Proposition de loi anti-suicide
Le président de l'Union Nationale pour la prévention du suicide vient de déclarer qu'il déplore le fait que le suicide fasse dix mille morts par an en France.
Il est terrible de constater que ce fléau cause chaque année plus de victimes que les accidents de la route ou le tabagisme passif.
Dans le même esprit que celui qui a présidé à la criminalisation des conducteurs imprudents et des fumeurs, il serait donc temps de voter une loi anti-suicidaires qui condamne les candidats au suicide ou ceux qui les y poussent à de fortes peines, sous forme d'amendes, d'obligations de soins psychiatriques ou d'incarcérations, de façon à éradiquer ce fléau.

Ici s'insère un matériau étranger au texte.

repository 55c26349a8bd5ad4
pub mod hangman;
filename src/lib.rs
pub mod core {
    pub mod error;
    pub mod model;
    pub mod protocol;
    pub mod service;
    pub mod store;
    pub mod tasks;
    pub mod websocket;
    pub mod websocket_host;
}

pub mod client {
    pub mod websocket_client;
}

pub mod cli;
pub mod config;
pub mod games;

// Re-export for convenience
pub use crate::client::websocket_client::RpcClient;
pub use crate::config::ServerConfig;
pub use crate::core::service::HangmanService;
pub use crate::core::websocket_host::HangmanHost;
pub use crate::games::hangman::{HangmanState, WordList};
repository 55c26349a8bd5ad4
use thiserror::Error;

use crate::core::protocol::{ErrorBody, ErrorCode};
use crate::core::store::StoreError;
use crate::games::hangman::GameError;

/// Errors surfaced to RPC callers.
#[derive(Debug, Error)]
pub enum ApiError {
    #[error("{0}")]
    BadRequest(String),

    #[error("{0}")]
    NotFound(String),

    #[error("{0}")]
    Conflict(String),

    #[error(transparent)]
    Rejected(#[from] GameError),

    #[error("internal error: {0}")]
    Internal(String),
}

impl ApiError {
    pub fn code(&self) -> ErrorCode {
        match self {
            ApiError::BadRequest(_) => ErrorCode::BadRequest,
            ApiError::NotFound(_) => ErrorCode::NotFound,
            ApiError::Conflict(_) => ErrorCode::Conflict,
            ApiError::Rejected(_) => ErrorCode::Forbidden,
            ApiError::Internal(_) => ErrorCode::Internal,
        }
    }

    pub fn to_body(&self) -> ErrorBody {
        ErrorBody {
            code: self.code(),
            message: self.to_string(),
        }
    }
}

impl From<StoreError> for ApiError {
    fn from(err: StoreError) -> Self {
        match err {
            StoreError::DuplicateUser(_) => {
                ApiError::Conflict("A User with that name already exists!".to_string())
            }
            StoreError::UnknownUser(_) => {
                ApiError::NotFound("A User with that name does not exist!".to_string())
            }
            StoreError::UnknownGame(_) => ApiError::NotFound("Game not found!".to_string()),
            err @ StoreError::VersionConflict { .. } => ApiError::Conflict(err.to_string()),
        }
    }
}

impl From<serde_json::Error> for ApiError {
    fn from(err: serde_json::Error) -> Self {
        ApiError::Internal(err.to_string())
    }
}
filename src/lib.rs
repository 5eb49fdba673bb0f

#![crate_name = "kalman_rudolf"]
//! The `kalman-rudolf` crate contains an implementation of the linear Kalman filter together
//! with the state propagation utilities which share its motion model. A single
//! [`LinearKalmanSystem`](filter::LinearKalmanSystem) holds the transition model, the process
//! noise covariance, the observation model, the observation noise covariance and a constant
//! control vector, and exposes four operations on them:
//!
//! - `evolve` simulates the system, drawing noise from a caller supplied random number generator
//! - `estimate` runs the Kalman filter over a sequence of observations
//! - `predict` rolls the motion model forward without observations
//! - `rewind` rolls the motion model backward by inverting it
//!
//! The predict/update recursion of the filter is also available step by step through the
//! [`Filter`](filter::Filter) trait.
//!
//! ## Scenarios
//! The [`scenario`] module provides the constant-acceleration projectile model tracked by a
//! position-only radar, along with helpers to bootstrap the filter from simulated data.
extern crate blas_src;

pub mod error;
pub mod filter;
pub mod scenario;

pub use error::{KalmanError, Result};
pub use filter::{Filter, LinearKalmanSystem};
pub use scenario::ProjectileConfig;
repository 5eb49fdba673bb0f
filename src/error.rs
//! Errors produced by the filtering and prediction routines.

use ndarray_linalg::error::LinalgError;
use thiserror::Error;

/// Result type used throughout the crate.
pub type Result<T> = std::result::Result<T, KalmanError>;

/// Failure of a filtering, simulation or prediction call.
///
/// Errors abort the whole trajectory computation. No partial trajectory is ever returned.
#[derive(Debug, Error)]
pub enum KalmanError {
    /// Operand shapes are incompatible with the system dimensions.
    #[error("dimension mismatch for {operand}: expected {expected:?}, found {found:?}")]
    DimensionMismatch {
        operand: &'static str,
        expected: Vec<usize>,
        found: Vec<usize>,
    },

    /// A matrix which has to be inverted is singular.
    #[error("{matrix} is singular")]
    Singular {
        matrix: &'static str,
        #[source]
        source: LinalgError,
    },

    /// A trajectory of zero time steps was requested.
    #[error("at least one time step is required")]
    EmptyHorizon,

    #[error(transparent)]
    Linalg(#[from] LinalgError),
}

impl KalmanError {
    pub(crate) fn mismatch(operand: &'static str, expected: &[usize], found: &[usize]) -> Self {
        KalmanError::DimensionMismatch {
            operand,
            expected: expected.to_vec(),
            found: found.to_vec(),
        }
    }
}
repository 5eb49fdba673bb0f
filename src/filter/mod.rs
pub mod filter_traits;
pub mod kalman;
mod kalman_common;

pub use filter_traits::*;
pub use kalman::LinearKalmanSystem;
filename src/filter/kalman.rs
//! This module contains the implementation of the linear Kalman system, a linear-Gaussian motion
//! model paired with a linear observation model, together with the filtering and prediction
//! algorithms operating on it.
use super::filter_traits::Filter;
use super::kalman_common::*;
use crate::error::{KalmanError, Result};
use cauchy::Scalar;
use log::{debug, trace};
use ndarray::{s, Array1, Array2, ArrayBase, Data, Ix1, Ix2};
use ndarray_linalg::lapack::Lapack;
use ndarray_linalg::Norm;
use rand::Rng;
use rand_distr::{Distribution, StandardNormal};

/// Linear Kalman system
///
/// This type encapsulates a discrete linear-Gaussian dynamical system
///
/// ```text
/// x[i] = F x[i-1] + u + w,    w ~ N(0, Q)
/// z[i] = H x + v,             v ~ N(0, R)
/// ```
///
/// and the algorithms built on it: stochastic simulation (`evolve`), Kalman filtering over an
/// observation sequence (`estimate`), and deterministic forward (`predict`) and backward
/// (`rewind`) rollouts of the motion model. The parameters are fixed at construction and never
/// mutated, so one instance can be shared between any number of callers.
///
/// All trajectories are returned as two-dimensional arrays whose i-th column holds the vector
/// belonging to time step i.
///
/// Type parameter `T: Scalar + Lapack` is used to indicate that the system can contain any
/// matrices, which are considered to contain numbers ( i.e real or complex numbers ). Simulation
/// additionally needs a real scalar type, since it draws Gaussian noise.
#[derive(Clone, Debug)]
pub struct LinearKalmanSystem<T: Scalar + Lapack> {
    transition_matrix: Array2<T>,
    process_covariance: Array2<T>,
    observation_matrix: Array2<T>,
    observation_covariance: Array2<T>,
    control: Array1<T>,
}

impl<T: Scalar + Lapack> LinearKalmanSystem<T> {
    /// Creates new linear Kalman system with given matrices
    ///
    /// This constructor expects following conditions to hold:
    /// * transition matrix `F` is square, say n×n
    /// * process covariance `Q` has the same shape as `F`
    /// * observation matrix `H` has n columns, say it is m×n
    /// * observation covariance `R` is m×m
    /// * control vector `u` has length n
    ///
    /// If any of the conditions is not upheld, then the return value is the
    /// `KalmanError::DimensionMismatch` variant, otherwise a well-formed system is returned.
    /// Symmetry and definiteness of the covariances are not checked.
    pub fn new<A: Data<Elem = T>, B: Data<Elem = T>>(
        transition_matrix: &ArrayBase<A, Ix2>,
        process_covariance: &ArrayBase<A, Ix2>,
        observation_matrix: &ArrayBase<A, Ix2>,
        observation_covariance: &ArrayBase<A, Ix2>,
        control: &ArrayBase<B, Ix1>,
    ) -> Result<LinearKalmanSystem<T>> {
        let state_dim = check_square("transition matrix", transition_matrix)?;
        check_matrix("process covariance", process_covariance, state_dim, state_dim)?;
        let observation_dim = observation_matrix.dim().0;
        check_matrix("observation matrix", observation_matrix, observation_dim, state_dim)?;
        check_matrix(
            "observation covariance",
            observation_covariance,
            observation_dim,
            observation_dim,
        )?;
        check_vector("control vector", control, state_dim)?;

        debug!(
            "created linear Kalman system with state dimension {} and observation dimension {}",
            state_dim, observation_dim
        );

        Ok(LinearKalmanSystem {
            transition_matrix: transition_matrix.to_owned(),
            process_covariance: process_covariance.to_owned(),
            observation_matrix: observation_matrix.to_owned(),
            observation_covariance: observation_covariance.to_owned(),
            control: control.to_owned(),
        })
    }

    pub fn transition_matrix(&self) -> &Array2<T> {
        &self.transition_matrix
    }

    pub fn process_covariance(&self) -> &Array2<T> {
        &self.process_covariance
    }

    pub fn observation_matrix(&self) -> &Array2<T> {
        &self.observation_matrix
    }

    pub fn observation_covariance(&self) -> &Array2<T> {
        &self.observation_covariance
    }

    pub fn control(&self) -> &Array1<T> {
        &self.control
    }

    /// Dimension n of the state vectors
    pub fn state_dim(&self) -> usize {
        self.transition_matrix.dim().0
    }

    /// Dimension m of the observation vectors
    pub fn observation_dim(&self) -> usize {
        self.observation_matrix.dim().0
    }

    /// Runs the Kalman filter over a sequence of observations.
    ///
    /// Parameters:
    /// * initial_state - the initial state estimate x0 of length n
    /// * initial_covariance - the n×n error covariance P0 of the initial estimate
    /// * observations - m×N array, whose i-th column is the observation at time step i
    ///
    /// Returns the n×N array of state estimates, whose column 0 is `initial_state`, together
    /// with N covariance norms. Element 0 of the norms is the Frobenius norm of
    /// `initial_covariance`, element i is the norm of the *predicted* covariance of step i,
    /// taken before the observation of step i is incorporated. The observation in column 0 is
    /// never used, the initial estimate takes its place.
    ///
    /// Fails with `KalmanError::Singular` if an innovation covariance can not be inverted.
    pub fn estimate<A, B, C>(
        &self,
        initial_state: &ArrayBase<A, Ix1>,
        initial_covariance: &ArrayBase<B, Ix2>,
        observations: &ArrayBase<C, Ix2>,
    ) -> Result<(Array2<T>, Array1<T::Real>)>
    where
        A: Data<Elem = T>,
        B: Data<Elem = T>,
        C: Data<Elem = T>,
    {
        let state_dim = self.state_dim();
        check_vector("initial state", initial_state, state_dim)?;
        check_matrix("initial covariance", initial_covariance, state_dim, state_dim)?;
        let (observation_rows, steps) = observations.dim();
        if observation_rows != self.observation_dim() {
            return Err(KalmanError::mismatch(
                "observations",
                &[self.observation_dim(), steps],
                &[observation_rows, steps],
            ));
        }
        if steps == 0 {
            return Err(KalmanError::EmptyHorizon);
        }
        debug!("estimating {} states from observations", steps);

        let mut estimates = Array2::zeros([state_dim, steps]);
        estimates.column_mut(0).assign(initial_state);
        let mut norms = Vec::with_capacity(steps);
        norms.push(initial_covariance.norm_l2());

        let mut covariance = initial_covariance.to_owned();
        for i in 1..steps {
            let (predicted_state, predicted_covariance) =
                self.predict_step(&estimates.column(i - 1), &covariance)?;
            let predicted_norm = predicted_covariance.norm_l2();
            trace!("step {}: predicted covariance norm {}", i, predicted_norm);
            norms.push(predicted_norm);

            let (state, updated_covariance) = self.update_step(
                &predicted_state,
                &predicted_covariance,
                &observations.column(i),
            )?;
            estimates.column_mut(i).assign(&state);
            covariance = updated_covariance;
        }

        Ok((estimates, Array1::from(norms)))
    }

    /// Predicts states forward in time in the absence of observations.
    ///
    /// Returns n×`horizon` array, whose column 0 is `state` and whose column i is
    /// `F * column(i-1) + u`. No noise is added.
    pub fn predict<A: Data<Elem = T>>(
        &self,
        state: &ArrayBase<A, Ix1>,
        horizon: usize,
    ) -> Result<Array2<T>> {
        check_vector("state", state, self.state_dim())?;
        if horizon == 0 {
            return Err(KalmanError::EmptyHorizon);
        }
        debug!("predicting {} states forward", horizon);
        Ok(rollout(state, horizon, |previous| {
            transition_step(&self.transition_matrix, previous, &self.control)
        }))
    }

    /// Predicts states backward in time by inverting the motion model.
    ///
    /// Returns n×`horizon` array, whose column 0 is `state` and whose column i is
    /// `F^-1 * (column(i-1) - u)`. If `state` belongs to time step t, column i therefore belongs
    /// to time step t - i: the columns run backward in time and are not reordered.
    ///
    /// Fails with `KalmanError::Singular` if the transition matrix is not invertible.
    pub fn rewind<A: Data<Elem = T>>(
        &self,
        state: &ArrayBase<A, Ix1>,
        horizon: usize,
    ) -> Result<Array2<T>> {
        check_vector("state", state, self.state_dim())?;
        if horizon == 0 {
            return Err(KalmanError::EmptyHorizon);
        }
        debug!("rewinding {} states backward", horizon);
        let inverse_transition = invert("transition matrix", &self.transition_matrix)?;
        Ok(rollout(state, horizon, |previous| {
            inverse_transition.dot(&(previous - &self.control))
        }))
    }
}

impl<T> LinearKalmanSystem<T>
where
    T: Scalar + Lapack,
    StandardNormal: Distribution<T>,
{
    /// Simulates the system for `steps` time steps, starting at `initial_state`.
    ///
    /// Returns n×`steps` array of states and m×`steps` array of observations. Column 0 of the
    /// states is `initial_state` and column 0 of the observations holds the first m components of
    /// `initial_state`. For i >= 1
    ///
    /// ```text
    /// states[i]       = F states[i-1] + u + w[i]
    /// observations[i] = H states[i-1] + v[i]
    /// ```
    ///
    /// Note that observation i is generated from state i-1, so observations trail the states by
    /// one step. Existing trajectories and callers are built around this indexing.
    ///
    /// All randomness is drawn from `rng`, so seeding it makes the simulation reproducible.
    pub fn evolve<A, R>(
        &self,
        initial_state: &ArrayBase<A, Ix1>,
        steps: usize,
        rng: &mut R,
    ) -> Result<(Array2<T>, Array2<T>)>
    where
        A: Data<Elem = T>,
        R: Rng + ?Sized,
    {
        let state_dim = self.state_dim();
        let observation_dim = self.observation_dim();
        check_vector("initial state", initial_state, state_dim)?;
        if observation_dim > state_dim {
            return Err(KalmanError::mismatch(
                "initial state",
                &[observation_dim],
                &[state_dim],
            ));
        }
        if steps == 0 {
            return Err(KalmanError::EmptyHorizon);
        }
        debug!("simulating {} steps", steps);

        let process_noise = gaussian_factor(&self.process_covariance)?;
        let observation_noise = gaussian_factor(&self.observation_covariance)?;

        let mut states = Array2::zeros([state_dim, steps]);
        let mut observations = Array2::zeros([observation_dim, steps]);
        states.column_mut(0).assign(initial_state);
        observations
            .column_mut(0)
            .assign(&initial_state.slice(s![..observation_dim]));

        for i in 1..steps {
            let previous = states.column(i - 1).to_owned();
            let state = transition_step(&self.transition_matrix, &previous, &self.control)
                + &draw_gaussian(&process_noise, rng);
            let observation =
                self.observation_matrix.dot(&previous) + &draw_gaussian(&observation_noise, rng);
            states.column_mut(i).assign(&state);
            observations.column_mut(i).assign(&observation);
        }

        Ok((states, observations))
    }
}

/// Implementation of the single-step Kalman recursion
impl<T: Scalar + Lapack> Filter<T> for LinearKalmanSystem<T> {
    /// Predicted state `F x + u` and predicted covariance `F P F^T + Q`.
    type Prediction = (Array1<T>, Array2<T>);

    /// Updated state `x + K y` and updated covariance `(I - K H) P`, where `y` is the innovation
    /// and `K` the Kalman gain.
    type Update = (Array1<T>, Array2<T>);

    fn predict_step<A: Data<Elem = T>, B: Data<Elem = T>>(
        &self,
        state: &ArrayBase<A, Ix1>,
        covariance: &ArrayBase<B, Ix2>,
    ) -> Result<Self::Prediction> {
        let state_dim = self.state_dim();
        check_vector("state", state, state_dim)?;
        check_matrix("covariance", covariance, state_dim, state_dim)?;

        let predicted_state = transition_step(&self.transition_matrix, state, &self.control);
        let predicted_covariance = self
            .transition_matrix
            .dot(covariance)
            .dot(&self.transition_matrix.t())
            + &self.process_covariance;
        Ok((predicted_state, predicted_covariance))
    }

    fn update_step<A: Data<Elem = T>, B: Data<Elem = T>, C: Data<Elem = T>>(
        &self,
        state: &ArrayBase<A, Ix1>,
        covariance: &ArrayBase<B, Ix2>,
        observation: &ArrayBase<C, Ix1>,
    ) -> Result<Self::Update> {
        let state_dim = self.state_dim();
        check_vector("state", state, state_dim)?;
        check_matrix("covariance", covariance, state_dim, state_dim)?;
        check_vector("observation", observation, self.observation_dim())?;

        let innovation = observation - &self.observation_matrix.dot(state);
        trace!("innovation {}", innovation);
        let l_matrix = covariance.dot(&self.observation_matrix.t());
        let innovation_covariance =
            self.observation_matrix.dot(&l_matrix) + &self.observation_covariance;
        let innovation_covariance_inv = invert("innovation covariance", &innovation_covariance)?;
        let kalman_gain = l_matrix.dot(&innovation_covariance_inv);

        let updated_state = state + &kalman_gain.dot(&innovation);
        let updated_covariance = (Array2::eye(state_dim)
            - &kalman_gain.dot(&self.observation_matrix))
            .dot(covariance);
        Ok((updated_state, updated_covariance))
    }
}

Le coût pour la collectivité d'un décès, par les frais qu'il entraîne et le manque à gagner qu'il engendre pour l'Etat en raison de l'arrêt des prélèvements obligatoires que le décédé aurait pu verser toute sa vie, justifie amplement cette mesure.
Il est évident que cette suggestion est également animée par un esprit de justice et d'équité vis-à-vis des catégories criminogènes citées plus haut et qu'elle vise à protéger les citoyens de leurs déviances et des conséquences qu'elles entraînent pour eux-mêmes et pour la collectivité.
L'occasion se présente de réfléchir à cette proposition le 5 février, journée nationale de prévention du suicide, et il serait souhaitable que les candidats à la présidence de la République se prononcent sur ce sujet.